*** Block opens ***
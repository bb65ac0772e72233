use async_trait::async_trait;
use domain::models::CommandOutput;
use domain::services::CommandExecutor;
use shared::error::Error;
use std::io;
use std::process::{ExitStatus, Stdio};
use std::time::Duration;
use tokio::io::{AsyncRead, AsyncReadExt};
use tokio::process::Command;
use tracing::{debug, warn};

use crate::builtins;

pub const DEFAULT_TIMEOUT: Duration = Duration::from_secs(30);
pub const MAX_OUTPUT_BYTES: usize = 1024 * 1024;

/// Build a `Command` that runs `line` through the platform shell.
pub(crate) fn shell_command(line: &str) -> Command {
    #[cfg(windows)]
    let mut command = {
        let mut c = Command::new("cmd");
        c.arg("/C").arg(line);
        c
    };
    #[cfg(not(windows))]
    let mut command = {
        let mut c = Command::new("sh");
        c.arg("-c").arg(line);
        c
    };
    command
        .stdin(Stdio::null())
        .stdout(Stdio::piped())
        .stderr(Stdio::piped())
        .kill_on_drop(true);
    command
}

/// Buffered command execution with a hard timeout and an output cap.
///
/// `execute` never fails: every outcome, including spawn errors and
/// timeouts, is reported through the returned `CommandOutput`.
#[derive(Debug, Clone)]
pub struct CommandRunner {
    timeout: Duration,
    max_output: usize,
}

impl Default for CommandRunner {
    fn default() -> Self {
        Self::new()
    }
}

impl CommandRunner {
    pub fn new() -> Self {
        Self {
            timeout: DEFAULT_TIMEOUT,
            max_output: MAX_OUTPUT_BYTES,
        }
    }

    pub fn with_timeout(mut self, timeout: Duration) -> Self {
        self.timeout = timeout;
        self
    }

    pub fn with_max_output(mut self, bytes: usize) -> Self {
        self.max_output = bytes;
        self
    }

    pub async fn execute(&self, raw_input: &str) -> CommandOutput {
        let trimmed = raw_input.trim();
        if trimmed.is_empty() {
            return CommandOutput::empty(raw_input);
        }

        if let Some(output) = builtins::dispatch(raw_input) {
            debug!("Builtin handled: {}", trimmed);
            return output;
        }

        self.run_subprocess(trimmed).await.with_prompt(raw_input)
    }

    async fn run_subprocess(&self, command_line: &str) -> CommandOutput {
        debug!("Spawning: {}", command_line);
        let mut child = match shell_command(command_line).spawn() {
            Ok(child) => child,
            Err(err) => {
                warn!("Failed to spawn '{}': {}", command_line, err);
                return CommandOutput::failure(command_line, err.to_string(), Some(1));
            }
        };

        let stdout = child.stdout.take();
        let stderr = child.stderr.take();
        let cap = self.max_output;

        let collect = async {
            let (out, err) = tokio::join!(read_capped(stdout, cap), read_capped(stderr, cap));
            let status = child.wait().await;
            (out, err, status)
        };

        let (stdout, stderr, status) = match tokio::time::timeout(self.timeout, collect).await {
            Ok(results) => results,
            Err(_) => {
                warn!("Command timed out, killing: {}", command_line);
                if let Err(err) = child.start_kill() {
                    debug!("Kill after timeout failed: {}", err);
                }
                let _ = child.wait().await;
                return CommandOutput::failure(
                    command_line,
                    Error::Timeout(self.timeout.as_secs()).to_string(),
                    None,
                );
            }
        };

        let status = match status {
            Ok(status) => status,
            Err(err) => return CommandOutput::failure(command_line, err.to_string(), Some(1)),
        };
        let exit_code = status.code().unwrap_or(1);

        let (stdout, stdout_overflow) = match stdout {
            Ok(read) => read,
            Err(err) => {
                return CommandOutput::failure(command_line, err.to_string(), Some(exit_code))
            }
        };
        let (stderr, stderr_overflow) = stderr.unwrap_or_default();
        let stdout = String::from_utf8_lossy(&stdout);
        let stderr = String::from_utf8_lossy(&stderr);

        if stdout_overflow || stderr_overflow {
            let stream = if stdout_overflow { "stdout" } else { "stderr" };
            return CommandOutput::failure(
                command_line,
                format!("{} maxBuffer length exceeded", stream),
                Some(if status.success() { 1 } else { exit_code }),
            )
            .with_output(stdout.trim());
        }

        outcome(command_line, status, &stdout, &stderr)
    }
}

/// Fold a finished process into a result record. Exit 0 is success even when
/// stderr is non-empty.
pub(crate) fn outcome(
    command_line: &str,
    status: ExitStatus,
    stdout: &str,
    stderr: &str,
) -> CommandOutput {
    let stdout = stdout.trim();
    let stderr = stderr.trim();

    if status.success() {
        if !stderr.is_empty() {
            debug!("'{}' wrote to stderr: {}", command_line, stderr);
        }
        return CommandOutput::success(command_line, stdout);
    }

    let exit_code = status.code().unwrap_or(1);
    debug!("'{}' exited with {}", command_line, exit_code);
    let error = if stderr.is_empty() {
        format!("Command failed: {}", command_line)
    } else {
        stderr.to_string()
    };
    CommandOutput::failure(command_line, error, Some(exit_code)).with_output(stdout)
}

/// Read at most `cap` bytes; the flag reports whether the stream had more.
async fn read_capped<R>(reader: Option<R>, cap: usize) -> io::Result<(Vec<u8>, bool)>
where
    R: AsyncRead + Unpin,
{
    let Some(reader) = reader else {
        return Ok((Vec::new(), false));
    };
    let mut buf = Vec::new();
    reader.take(cap as u64 + 1).read_to_end(&mut buf).await?;
    let overflow = buf.len() > cap;
    if overflow {
        buf.truncate(cap);
    }
    Ok((buf, overflow))
}

#[async_trait]
impl CommandExecutor for CommandRunner {
    async fn execute(&self, raw_input: &str) -> CommandOutput {
        CommandRunner::execute(self, raw_input).await
    }
}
*** Block closes ***
### Directions
Reproduce all lines from the records above that include the word "ExitStatus".

### Output for this exercise
use std::process::{ExitStatus, Stdio};
    status: ExitStatus,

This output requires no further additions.